INSTRUCTIONS TO FOLLOW: Every line below that has "BTreeMap" in it should be copied.

RECORDS PROVIDED:
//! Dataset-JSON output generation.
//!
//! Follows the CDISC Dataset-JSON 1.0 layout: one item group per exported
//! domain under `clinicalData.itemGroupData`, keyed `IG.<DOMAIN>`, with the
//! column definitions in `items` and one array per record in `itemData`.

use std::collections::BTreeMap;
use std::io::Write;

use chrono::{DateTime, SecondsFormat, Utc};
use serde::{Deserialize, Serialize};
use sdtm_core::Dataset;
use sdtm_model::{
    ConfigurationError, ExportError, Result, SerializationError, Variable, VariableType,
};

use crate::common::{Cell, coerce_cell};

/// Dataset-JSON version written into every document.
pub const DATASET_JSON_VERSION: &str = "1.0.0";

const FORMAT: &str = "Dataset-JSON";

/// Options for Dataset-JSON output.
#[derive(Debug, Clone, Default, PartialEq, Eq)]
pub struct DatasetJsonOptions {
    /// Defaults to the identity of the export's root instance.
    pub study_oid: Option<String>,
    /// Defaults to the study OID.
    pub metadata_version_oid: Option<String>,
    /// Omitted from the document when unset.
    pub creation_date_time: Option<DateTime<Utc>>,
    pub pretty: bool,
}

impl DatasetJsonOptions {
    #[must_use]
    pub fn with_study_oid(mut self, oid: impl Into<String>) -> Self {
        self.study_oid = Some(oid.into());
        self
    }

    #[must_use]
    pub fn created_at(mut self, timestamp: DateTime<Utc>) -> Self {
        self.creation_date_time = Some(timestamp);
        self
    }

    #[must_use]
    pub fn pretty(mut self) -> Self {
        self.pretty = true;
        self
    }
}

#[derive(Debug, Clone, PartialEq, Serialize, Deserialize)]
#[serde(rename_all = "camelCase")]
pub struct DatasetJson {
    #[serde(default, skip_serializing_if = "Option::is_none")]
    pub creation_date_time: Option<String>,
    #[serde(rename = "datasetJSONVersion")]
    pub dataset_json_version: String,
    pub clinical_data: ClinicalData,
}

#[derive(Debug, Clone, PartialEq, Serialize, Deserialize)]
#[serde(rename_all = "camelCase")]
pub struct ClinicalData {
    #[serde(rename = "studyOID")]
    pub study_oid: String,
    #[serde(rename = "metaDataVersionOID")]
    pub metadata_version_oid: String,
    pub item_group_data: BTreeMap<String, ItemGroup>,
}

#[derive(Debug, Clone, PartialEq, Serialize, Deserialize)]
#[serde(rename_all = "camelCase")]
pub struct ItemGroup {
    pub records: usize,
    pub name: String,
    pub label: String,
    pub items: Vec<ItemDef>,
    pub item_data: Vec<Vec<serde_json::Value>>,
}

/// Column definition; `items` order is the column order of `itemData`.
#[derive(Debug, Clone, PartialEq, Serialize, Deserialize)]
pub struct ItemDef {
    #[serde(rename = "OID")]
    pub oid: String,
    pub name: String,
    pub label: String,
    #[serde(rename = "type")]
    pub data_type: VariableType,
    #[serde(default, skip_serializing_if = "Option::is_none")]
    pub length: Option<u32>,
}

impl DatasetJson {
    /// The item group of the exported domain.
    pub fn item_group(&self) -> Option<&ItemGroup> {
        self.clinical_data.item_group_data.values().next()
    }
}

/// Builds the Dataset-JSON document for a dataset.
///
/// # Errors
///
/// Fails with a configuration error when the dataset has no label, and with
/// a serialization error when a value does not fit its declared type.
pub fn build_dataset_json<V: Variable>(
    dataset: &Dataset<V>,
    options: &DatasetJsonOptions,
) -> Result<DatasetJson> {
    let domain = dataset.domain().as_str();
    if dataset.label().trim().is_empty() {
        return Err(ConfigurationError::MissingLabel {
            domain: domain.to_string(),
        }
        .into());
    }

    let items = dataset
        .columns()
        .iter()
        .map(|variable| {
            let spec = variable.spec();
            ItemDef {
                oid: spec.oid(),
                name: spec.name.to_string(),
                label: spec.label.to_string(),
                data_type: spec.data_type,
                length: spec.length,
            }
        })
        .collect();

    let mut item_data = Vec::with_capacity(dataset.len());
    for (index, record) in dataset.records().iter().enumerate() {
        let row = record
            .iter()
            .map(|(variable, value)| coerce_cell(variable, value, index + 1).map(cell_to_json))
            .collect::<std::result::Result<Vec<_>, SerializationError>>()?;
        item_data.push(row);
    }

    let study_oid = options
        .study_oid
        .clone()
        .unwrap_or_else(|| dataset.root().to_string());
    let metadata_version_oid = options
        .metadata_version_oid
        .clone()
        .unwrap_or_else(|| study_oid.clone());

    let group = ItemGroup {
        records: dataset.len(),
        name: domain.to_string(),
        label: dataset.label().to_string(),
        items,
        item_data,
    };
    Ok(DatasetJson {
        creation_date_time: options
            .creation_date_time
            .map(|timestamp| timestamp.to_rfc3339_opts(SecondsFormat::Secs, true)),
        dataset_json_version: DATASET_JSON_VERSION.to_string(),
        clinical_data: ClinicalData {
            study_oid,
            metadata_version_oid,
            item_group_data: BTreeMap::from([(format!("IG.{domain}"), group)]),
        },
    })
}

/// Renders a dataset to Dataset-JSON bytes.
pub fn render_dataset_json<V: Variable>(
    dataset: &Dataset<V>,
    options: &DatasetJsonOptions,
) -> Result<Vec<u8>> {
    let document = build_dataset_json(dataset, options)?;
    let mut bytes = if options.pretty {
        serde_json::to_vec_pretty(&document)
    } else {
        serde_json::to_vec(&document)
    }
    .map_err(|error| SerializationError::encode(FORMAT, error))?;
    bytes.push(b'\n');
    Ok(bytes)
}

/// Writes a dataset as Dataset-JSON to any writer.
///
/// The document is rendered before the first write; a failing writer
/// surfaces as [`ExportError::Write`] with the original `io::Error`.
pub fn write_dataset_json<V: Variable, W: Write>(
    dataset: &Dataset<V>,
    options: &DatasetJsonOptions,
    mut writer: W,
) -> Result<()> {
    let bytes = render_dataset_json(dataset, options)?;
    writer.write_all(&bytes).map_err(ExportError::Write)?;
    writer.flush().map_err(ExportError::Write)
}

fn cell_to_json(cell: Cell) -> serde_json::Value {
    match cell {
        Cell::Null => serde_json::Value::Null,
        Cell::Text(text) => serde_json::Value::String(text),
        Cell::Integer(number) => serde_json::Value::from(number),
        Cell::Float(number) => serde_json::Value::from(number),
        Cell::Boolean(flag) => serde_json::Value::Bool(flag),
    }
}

RESPONSE TO THIS EXERCISE:
use std::collections::BTreeMap;
    pub item_group_data: BTreeMap<String, ItemGroup>,
            item_group_data: BTreeMap::from([(format!("IG.{domain}"), group)]),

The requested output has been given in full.